Publicado por: blogdamariazinha | 04/10/2012

A guerra na Síria está transbordando?

Esse conflito na região do Oriente Médio preocupa-me cada vez mais, é uma escalada de tensões com várias ordens de problemas se entrelaçando. O ambiente de tensão no ar me lembra a época de Guerra Fria.

Ontem, pela primeira vez desde que o conflito na Síria começou no início do ano passado, a situação passou a envolver diretamente um segundo país, no caso a Turquia.

No dia anterior tiros de morteiro, oriundos de tropas governamentais sírias, segundo o governo da Turquia, atingiram o território do país e mataram cinco civis, uma mulher e quatro crianças, todas de uma mesma família.

A Turquia revidou com fortes ataques de artilharia no dia de ontem e hoje, mais uma vez, atacou regiões sírias matando soldados do exército sírio. Ainda mais, foi convocada uma reunião da Organização do Tratado do Atlântico Norte (OTAN), da qual o país faz parte, para discutir a situação.

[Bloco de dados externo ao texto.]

use anyhow::{anyhow, Context, Result};
use clap::{Parser, ValueEnum};
use crossterm::{
    execute,
    terminal::{disable_raw_mode, enable_raw_mode, EnterAlternateScreen, LeaveAlternateScreen},
};
use log::{error, info};
use ratatui::{backend::CrosstermBackend, Terminal};
use simplelog::{Config, LevelFilter, WriteLogger};
use std::fs::File;
use std::io::{self, Stdout};
use std::path::PathBuf;

use snekgrid::app::{self, App, EventQueue};
use snekgrid::{Game, GameConfig, Status};

#[derive(Parser)]
#[command(name = "snekgrid")]
#[command(version, about = "Snake on a fixed grid in the terminal")]
struct Cli {
    /// Grid width in cells
    #[arg(long, default_value = "20")]
    width: u16,

    /// Grid height in cells
    #[arg(long, default_value = "20")]
    height: u16,

    /// Seed for food placement, for reproducible games
    #[arg(long)]
    seed: Option<u64>,

    /// Where to write the log; the terminal is taken by the game
    #[arg(long, default_value = "snekgrid.log")]
    log_file: PathBuf,

    #[arg(long, default_value = "info")]
    log_level: LogLevel,
}

#[derive(Clone, Copy, ValueEnum)]
enum LogLevel {
    Error,
    Warn,
    Info,
    Debug,
    Trace,
}

impl From<LogLevel> for LevelFilter {
    fn from(level: LogLevel) -> Self {
        match level {
            LogLevel::Error => LevelFilter::Error,
            LogLevel::Warn => LevelFilter::Warn,
            LogLevel::Info => LevelFilter::Info,
            LogLevel::Debug => LevelFilter::Debug,
            LogLevel::Trace => LevelFilter::Trace,
        }
    }
}

fn main() -> Result<()> {
    let cli = Cli::parse();

    // Set up logging before anything else
    let log_file = File::create(&cli.log_file)
        .with_context(|| format!("Failed to create log file {}", cli.log_file.display()))?;
    WriteLogger::init(cli.log_level.into(), Config::default(), log_file)
        .map_err(|e| anyhow!("Failed to initialize logger: {}", e))?;

    info!("Starting snekgrid");

    let config = GameConfig::new(cli.width, cli.height);
    config
        .validate()
        .map_err(|e| anyhow!("Invalid configuration: {}", e))?;

    let game = match cli.seed {
        Some(seed) => Game::with_seed(&config, seed),
        None => Game::new(&config),
    };
    let mut app = App::new(game);

    let mut terminal = setup_terminal()?;
    let queue = EventQueue::start(config.tick_rate);

    let result = app::run(&mut terminal, &mut app, queue.receiver());
    let input_result = queue.shutdown();

    // Restore the terminal even if the loop failed
    let restored = restore_terminal(&mut terminal);
    settle(result, restored)?;
    input_result.context("Input reader failed")?;

    match app.game().status() {
        Status::Running => info!("Quit with score {}", app.game().score()),
        status => info!("Finished ({:?}) with score {}", status, app.game().score()),
    }

    Ok(())
}

fn setup_terminal() -> Result<Terminal<CrosstermBackend<Stdout>>> {
    enable_raw_mode().context("Failed to enable raw mode")?;

    let terminal = (|| -> Result<Terminal<CrosstermBackend<Stdout>>> {
        let mut stdout = io::stdout();
        execute!(stdout, EnterAlternateScreen).context("Failed to enter alternate screen")?;
        let backend = CrosstermBackend::new(stdout);
        let mut terminal = Terminal::new(backend).context("Failed to create terminal")?;
        terminal.hide_cursor().context("Failed to hide cursor")?;
        terminal.clear().context("Failed to clear terminal")?;
        Ok(terminal)
    })();

    if terminal.is_err() {
        // Best effort; the setup error is the one to report
        let _ = execute!(io::stdout(), LeaveAlternateScreen);
        let _ = disable_raw_mode();
    }
    terminal
}

/// Reports the game loop's error ahead of a failed terminal restore. Both are
/// logged.
fn settle(loop_result: io::Result<()>, restored: Result<()>) -> Result<()> {
    if let Err(e) = &loop_result {
        error!("Game loop failed: {}", e);
    }
    if let Err(e) = &restored {
        error!("Failed to restore terminal: {:#}", e);
    }
    loop_result.context("Game loop failed")?;
    restored
}

fn restore_terminal(terminal: &mut Terminal<CrosstermBackend<Stdout>>) -> Result<()> {
    disable_raw_mode().context("Failed to disable raw mode")?;
    execute!(terminal.backend_mut(), LeaveAlternateScreen)
        .context("Failed to leave alternate screen")?;
    terminal.show_cursor().context("Failed to show cursor")?;
    Ok(())
}

#[cfg(test)]
mod tests {
    use super::*;

    #[test]
    fn test_cli_defaults() {
        let cli = Cli::parse_from(["snekgrid"]);
        assert_eq!(cli.width, 20);
        assert_eq!(cli.height, 20);
        assert_eq!(cli.seed, None);
        assert_eq!(cli.log_file, PathBuf::from("snekgrid.log"));
        assert_eq!(LevelFilter::from(cli.log_level), LevelFilter::Info);
    }

    #[test]
    fn test_cli_overrides() {
        let cli = Cli::parse_from([
            "snekgrid",
            "--width",
            "30",
            "--height",
            "15",
            "--seed",
            "42",
            "--log-level",
            "trace",
        ]);
        assert_eq!(cli.width, 30);
        assert_eq!(cli.height, 15);
        assert_eq!(cli.seed, Some(42));
        assert_eq!(LevelFilter::from(cli.log_level), LevelFilter::Trace);
    }

    #[test]
    fn test_settle_prefers_loop_error() {
        let loop_err = Err(io::Error::new(io::ErrorKind::BrokenPipe, "draw failed"));
        let restore_err = Err(anyhow!("Failed to leave alternate screen"));

        let err = settle(loop_err, restore_err).unwrap_err();
        assert_eq!(err.to_string(), "Game loop failed");
        assert!(format!("{:#}", err).contains("draw failed"));
    }

    #[test]
    fn test_settle_reports_restore_error() {
        let err = settle(Ok(()), Err(anyhow!("Failed to show cursor"))).unwrap_err();
        assert_eq!(err.to_string(), "Failed to show cursor");
        assert!(settle(Ok(()), Ok(())).is_ok());
    }

    #[test]
    fn test_cli_rejects_unknown_level() {
        assert!(Cli::try_parse_from(["snekgrid", "--log-level", "loud"]).is_err());
    }
}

A situação daquela região complica-se a cada dia mais um pouco. Não podemos esquecer que temos ali a praticamente permanente situação de tensão entre Israel e grupos fundamentalistas palestinos (Hamas e Jihad Islâmica) e libaneses (Hezbollah), a situação de tensão explícita e permanente entre Israel e o regime iraniano, que busca construir bombas atômicas (ou será que alguém acredita naquela conversa fiada de Mahmoud Ahmadinejad, o presidente do Irã, de que tudo que se faz no âmbito nuclear iraniano é para fins pacíficos?), a situação de instabilidade do Iraque, as novas tensões do Egito e por aí vai. A região do Oriente Médio é, com razão, penso eu, classificada como um barril de pólvora, que pode virar um “barril nuclear”.

Por isso, penso eu, é de todo importante, fundamental mesmo, que o mundo preste atenção ao que lá acontece e busque intervir pacífica e positivamente buscando a superação de todas essas situações de tensão. O problema é que a Europa está muito concentrada em sua imensa crise, os EUA no meio de um disputado processo eleitoral, a Rússia e a China fazendo demagogia e pensando apenas em seus interesses comerciais e geopolíticos e o fundamentalismo continua crescendo na região. Não gosto de pensar em situações de tensão máxima, mas isso está me trazendo vívidas lembranças dos piores momentos da Guerra Fria, tal qual na época da Crise dos Mísseis cubanos (1962).